__WHAT NEEDS TO BE DONE__. Produce a word-for-word copy of the data below.
(DATA SECTION begins)
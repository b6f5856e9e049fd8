use std::fs;
use std::fs::File;
use std::io::BufWriter;
use std::path::Path;
use anyhow::Result;
use rand::rngs::StdRng;
use rand::{Rng, SeedableRng};
use tempfile::tempdir;
use plasmid_pipelines::config::defs::{BatchConfig, FilterConfig, SUMMARY_FILE, SUMMARY_HEADER};
use plasmid_pipelines::pipelines::batch::{process_directory, FileOutcome};
use plasmid_pipelines::pipelines::filter::filter_fastq;
use plasmid_pipelines::utils::fastq::{fastq_records, FastqRecord};
use plasmid_pipelines::utils::histogram::read_report;
use plasmid_pipelines::utils::quality::mean_quality;
use plasmid_pipelines::utils::sequence::write_synthetic_fastq;


fn record(id: &str, length: usize) -> String {
    format!("@{}\n{}\n+\n{}\n", id, "G".repeat(length), "I".repeat(length))
}

fn read_all(path: &Path) -> Result<Vec<FastqRecord>> {
    Ok(fastq_records(path)?.collect::<Result<Vec<_>, _>>()?)
}

fn quiet_config(input: &Path) -> BatchConfig {
    let mut config = BatchConfig::new(input);
    config.filter.render_visuals = false;
    config
}


#[test]
fn test_three_reads_end_to_end() -> Result<()> {
    let dir = tempdir()?;
    let input = dir.path().join("demultiplexed");
    fs::create_dir_all(input.join("barcode01"))?;
    fs::write(
        input.join("barcode01/reads.fastq"),
        [record("a", 400), record("b", 600), record("c", 650)].concat(),
    )?;

    let mut config = quiet_config(&input);
    config.compress = false;
    let report = process_directory(&config)?;

    let out_sample = dir.path().join("demultiplexed_filtered/barcode01");
    let kept = read_all(&out_sample.join("reads_filtered.fastq"))?;
    assert_eq!(kept.iter().map(|r| r.len()).collect::<Vec<_>>(), vec![600, 650]);

    let lengths = read_report(&out_sample.join("histograms/reads_read_lengths.txt"))?;
    assert_eq!(lengths.iter().map(|r| r.count).sum::<u64>(), 3);
    let qualities = read_report(&out_sample.join("histograms/reads_quality_scores.txt"))?;
    assert_eq!(qualities.iter().map(|r| r.count).sum::<u64>(), 3);

    assert_eq!(report.outcomes.len(), 1);
    assert!(report.failed_files().is_empty());
    Ok(())
}

#[test]
fn test_empty_sample_does_not_stop_batch() -> Result<()> {
    let dir = tempdir()?;
    let input = dir.path().join("runs");
    fs::create_dir_all(input.join("empty_sample"))?;
    fs::create_dir_all(input.join("good_sample"))?;
    fs::write(input.join("empty_sample/reads.fastq"), "")?;
    fs::write(input.join("good_sample/reads.fastq"), [record("a", 700), record("b", 900)].concat())?;

    let report = process_directory(&quiet_config(&input))?;
    let out = dir.path().join("runs_filtered");

    let empty_key = out.join("empty_sample/reads_filtered.fastq");
    assert!(matches!(
        report.outcomes.get(&empty_key),
        Some(FileOutcome::NoEstimate { report: None, .. })
    ));
    assert_eq!(report.estimates().get(&empty_key), Some(&None));
    assert!(report.failed_files().is_empty());

    // Both outputs compressed, including the empty one
    assert!(out.join("empty_sample/reads_filtered.fastq.gz").exists());
    assert!(out.join("good_sample/reads_filtered.fastq.gz").exists());
    assert!(!out.join("good_sample/reads_filtered.fastq").exists());
    assert_eq!(report.compressed.len(), 2);

    // The empty sample contributes no summary rows
    let summary = fs::read_to_string(out.join(SUMMARY_FILE))?;
    let lines: Vec<&str> = summary.lines().collect();
    assert_eq!(lines[0], SUMMARY_HEADER);
    assert_eq!(lines.len(), 3);
    assert!(lines[1..].iter().all(|l| l.starts_with("good_sample\t")));
    assert_eq!(report.summary_path, Some(out.join(SUMMARY_FILE)));
    Ok(())
}

#[test]
fn test_construct_length_from_two_clusters() -> Result<()> {
    let dir = tempdir()?;
    let input = dir.path().join("plasmids");
    fs::create_dir_all(input.join("sample_a"))?;

    let clusters = [
        (449, 10), (450, 30), (451, 10),
        (4998, 20), (4999, 40), (5000, 80), (5001, 40), (5002, 20),
    ];
    let mut lengths: Vec<usize> = clusters
        .iter()
        .flat_map(|&(len, n)| std::iter::repeat_n(len, n))
        .collect();
    let mut rng = StdRng::seed_from_u64(42);
    // Interleave so file order carries no signal
    for i in (1..lengths.len()).rev() {
        lengths.swap(i, rng.random_range(0..=i));
    }
    {
        let mut writer = BufWriter::new(File::create(input.join("sample_a/reads.fastq"))?);
        write_synthetic_fastq(&mut writer, &lengths, 30.0, 3.0, &mut rng)?;
    }

    let report = process_directory(&quiet_config(&input))?;
    let estimates: Vec<Option<f64>> = report.estimates().into_values().collect();
    assert_eq!(estimates.len(), 1);
    let estimate = estimates[0].expect("construct length should be called");
    assert!((estimate - 5000.0).abs() <= 1.0, "estimate {}", estimate);
    Ok(())
}

#[test]
fn test_output_matches_filter_predicate() -> Result<()> {
    let dir = tempdir()?;
    let input = dir.path().join("mixed.fastq");
    let output = dir.path().join("mixed_filtered.fastq");

    let mut rng = StdRng::seed_from_u64(1234);
    let lengths: Vec<usize> = (0..300).map(|_| rng.random_range(0..1200)).collect();
    {
        let mut writer = BufWriter::new(File::create(&input)?);
        write_synthetic_fastq(&mut writer, &lengths, 12.0, 6.0, &mut rng)?;
    }

    let config = FilterConfig { render_visuals: false, ..Default::default() };
    let outcome = filter_fastq(&input, &output, dir.path(), &config)?;

    let expected: Vec<FastqRecord> = read_all(&input)?
        .into_iter()
        .filter(|r| r.len() >= config.min_length && mean_quality(&r.quality) >= config.min_mean_quality)
        .collect();
    let written = read_all(&output)?;
    assert_eq!(written, expected);
    assert_eq!(outcome.report.passed_both, written.len());
    assert_eq!(outcome.report.total, 300);
    assert_eq!(outcome.length_histogram.total(), 300);
    assert_eq!(outcome.quality_histogram.total(), 300);
    Ok(())
}

#[test]
fn test_nested_tree_is_mirrored() -> Result<()> {
    let dir = tempdir()?;
    let input = dir.path().join("in");
    fs::create_dir_all(input.join("plate1/barcode05"))?;
    fs::create_dir_all(input.join("plate1/no_reads_here"))?;
    fs::write(input.join("plate1/barcode05/pass.fastq"), record("x", 800))?;
    fs::write(input.join("plate1/barcode05/readme.txt"), "not a sequence file")?;

    let mut config = quiet_config(&input);
    config.output_directory_name = Some("filtered_demultiplexed_fastqs".to_string());
    let report = process_directory(&config)?;

    let out = dir.path().join("filtered_demultiplexed_fastqs");
    assert_eq!(report.output_root, out);
    assert!(out.join("plate1/no_reads_here").is_dir());
    assert!(out.join("plate1/barcode05/histograms/pass_read_lengths.txt").exists());
    assert!(out.join("plate1/barcode05/pass_filtered.fastq.gz").exists());
    assert!(!out.join("plate1/barcode05/readme.txt").exists());
    Ok(())
}
pub mod fastq;
pub mod file;
pub mod histogram;
pub mod peaks;
pub mod plotting;
pub mod quality;
pub mod sequence;
pub mod stats;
(DATA SECTION ends)
__ANSWER SECTION__.
repository b6f5856e9e049fd8
use std::fs;
use std::fs::File;
use std::io::BufWriter;
use std::path::Path;
use anyhow::Result;
use rand::rngs::StdRng;
use rand::{Rng, SeedableRng};
use tempfile::tempdir;
use plasmid_pipelines::config::defs::{BatchConfig, FilterConfig, SUMMARY_FILE, SUMMARY_HEADER};
use plasmid_pipelines::pipelines::batch::{process_directory, FileOutcome};
use plasmid_pipelines::pipelines::filter::filter_fastq;
use plasmid_pipelines::utils::fastq::{fastq_records, FastqRecord};
use plasmid_pipelines::utils::histogram::read_report;
use plasmid_pipelines::utils::quality::mean_quality;
use plasmid_pipelines::utils::sequence::write_synthetic_fastq;


fn record(id: &str, length: usize) -> String {
    format!("@{}\n{}\n+\n{}\n", id, "G".repeat(length), "I".repeat(length))
}

fn read_all(path: &Path) -> Result<Vec<FastqRecord>> {
    Ok(fastq_records(path)?.collect::<Result<Vec<_>, _>>()?)
}

fn quiet_config(input: &Path) -> BatchConfig {
    let mut config = BatchConfig::new(input);
    config.filter.render_visuals = false;
    config
}


#[test]
fn test_three_reads_end_to_end() -> Result<()> {
    let dir = tempdir()?;
    let input = dir.path().join("demultiplexed");
    fs::create_dir_all(input.join("barcode01"))?;
    fs::write(
        input.join("barcode01/reads.fastq"),
        [record("a", 400), record("b", 600), record("c", 650)].concat(),
    )?;

    let mut config = quiet_config(&input);
    config.compress = false;
    let report = process_directory(&config)?;

    let out_sample = dir.path().join("demultiplexed_filtered/barcode01");
    let kept = read_all(&out_sample.join("reads_filtered.fastq"))?;
    assert_eq!(kept.iter().map(|r| r.len()).collect::<Vec<_>>(), vec![600, 650]);

    let lengths = read_report(&out_sample.join("histograms/reads_read_lengths.txt"))?;
    assert_eq!(lengths.iter().map(|r| r.count).sum::<u64>(), 3);
    let qualities = read_report(&out_sample.join("histograms/reads_quality_scores.txt"))?;
    assert_eq!(qualities.iter().map(|r| r.count).sum::<u64>(), 3);

    assert_eq!(report.outcomes.len(), 1);
    assert!(report.failed_files().is_empty());
    Ok(())
}

#[test]
fn test_empty_sample_does_not_stop_batch() -> Result<()> {
    let dir = tempdir()?;
    let input = dir.path().join("runs");
    fs::create_dir_all(input.join("empty_sample"))?;
    fs::create_dir_all(input.join("good_sample"))?;
    fs::write(input.join("empty_sample/reads.fastq"), "")?;
    fs::write(input.join("good_sample/reads.fastq"), [record("a", 700), record("b", 900)].concat())?;

    let report = process_directory(&quiet_config(&input))?;
    let out = dir.path().join("runs_filtered");

    let empty_key = out.join("empty_sample/reads_filtered.fastq");
    assert!(matches!(
        report.outcomes.get(&empty_key),
        Some(FileOutcome::NoEstimate { report: None, .. })
    ));
    assert_eq!(report.estimates().get(&empty_key), Some(&None));
    assert!(report.failed_files().is_empty());

    // Both outputs compressed, including the empty one
    assert!(out.join("empty_sample/reads_filtered.fastq.gz").exists());
    assert!(out.join("good_sample/reads_filtered.fastq.gz").exists());
    assert!(!out.join("good_sample/reads_filtered.fastq").exists());
    assert_eq!(report.compressed.len(), 2);

    // The empty sample contributes no summary rows
    let summary = fs::read_to_string(out.join(SUMMARY_FILE))?;
    let lines: Vec<&str> = summary.lines().collect();
    assert_eq!(lines[0], SUMMARY_HEADER);
    assert_eq!(lines.len(), 3);
    assert!(lines[1..].iter().all(|l| l.starts_with("good_sample\t")));
    assert_eq!(report.summary_path, Some(out.join(SUMMARY_FILE)));
    Ok(())
}

#[test]
fn test_construct_length_from_two_clusters() -> Result<()> {
    let dir = tempdir()?;
    let input = dir.path().join("plasmids");
    fs::create_dir_all(input.join("sample_a"))?;

    let clusters = [
        (449, 10), (450, 30), (451, 10),
        (4998, 20), (4999, 40), (5000, 80), (5001, 40), (5002, 20),
    ];
    let mut lengths: Vec<usize> = clusters
        .iter()
        .flat_map(|&(len, n)| std::iter::repeat_n(len, n))
        .collect();
    let mut rng = StdRng::seed_from_u64(42);
    // Interleave so file order carries no signal
    for i in (1..lengths.len()).rev() {
        lengths.swap(i, rng.random_range(0..=i));
    }
    {
        let mut writer = BufWriter::new(File::create(input.join("sample_a/reads.fastq"))?);
        write_synthetic_fastq(&mut writer, &lengths, 30.0, 3.0, &mut rng)?;
    }

    let report = process_directory(&quiet_config(&input))?;
    let estimates: Vec<Option<f64>> = report.estimates().into_values().collect();
    assert_eq!(estimates.len(), 1);
    let estimate = estimates[0].expect("construct length should be called");
    assert!((estimate - 5000.0).abs() <= 1.0, "estimate {}", estimate);
    Ok(())
}

#[test]
fn test_output_matches_filter_predicate() -> Result<()> {
    let dir = tempdir()?;
    let input = dir.path().join("mixed.fastq");
    let output = dir.path().join("mixed_filtered.fastq");

    let mut rng = StdRng::seed_from_u64(1234);
    let lengths: Vec<usize> = (0..300).map(|_| rng.random_range(0..1200)).collect();
    {
        let mut writer = BufWriter::new(File::create(&input)?);
        write_synthetic_fastq(&mut writer, &lengths, 12.0, 6.0, &mut rng)?;
    }

    let config = FilterConfig { render_visuals: false, ..Default::default() };
    let outcome = filter_fastq(&input, &output, dir.path(), &config)?;

    let expected: Vec<FastqRecord> = read_all(&input)?
        .into_iter()
        .filter(|r| r.len() >= config.min_length && mean_quality(&r.quality) >= config.min_mean_quality)
        .collect();
    let written = read_all(&output)?;
    assert_eq!(written, expected);
    assert_eq!(outcome.report.passed_both, written.len());
    assert_eq!(outcome.report.total, 300);
    assert_eq!(outcome.length_histogram.total(), 300);
    assert_eq!(outcome.quality_histogram.total(), 300);
    Ok(())
}

#[test]
fn test_nested_tree_is_mirrored() -> Result<()> {
    let dir = tempdir()?;
    let input = dir.path().join("in");
    fs::create_dir_all(input.join("plate1/barcode05"))?;
    fs::create_dir_all(input.join("plate1/no_reads_here"))?;
    fs::write(input.join("plate1/barcode05/pass.fastq"), record("x", 800))?;
    fs::write(input.join("plate1/barcode05/readme.txt"), "not a sequence file")?;

    let mut config = quiet_config(&input);
    config.output_directory_name = Some("filtered_demultiplexed_fastqs".to_string());
    let report = process_directory(&config)?;

    let out = dir.path().join("filtered_demultiplexed_fastqs");
    assert_eq!(report.output_root, out);
    assert!(out.join("plate1/no_reads_here").is_dir());
    assert!(out.join("plate1/barcode05/histograms/pass_read_lengths.txt").exists());
    assert!(out.join("plate1/barcode05/pass_filtered.fastq.gz").exists());
    assert!(!out.join("plate1/barcode05/readme.txt").exists());
    Ok(())
}
pub mod fastq;
pub mod file;
pub mod histogram;
pub mod peaks;
pub mod plotting;
pub mod quality;
pub mod sequence;
pub mod stats;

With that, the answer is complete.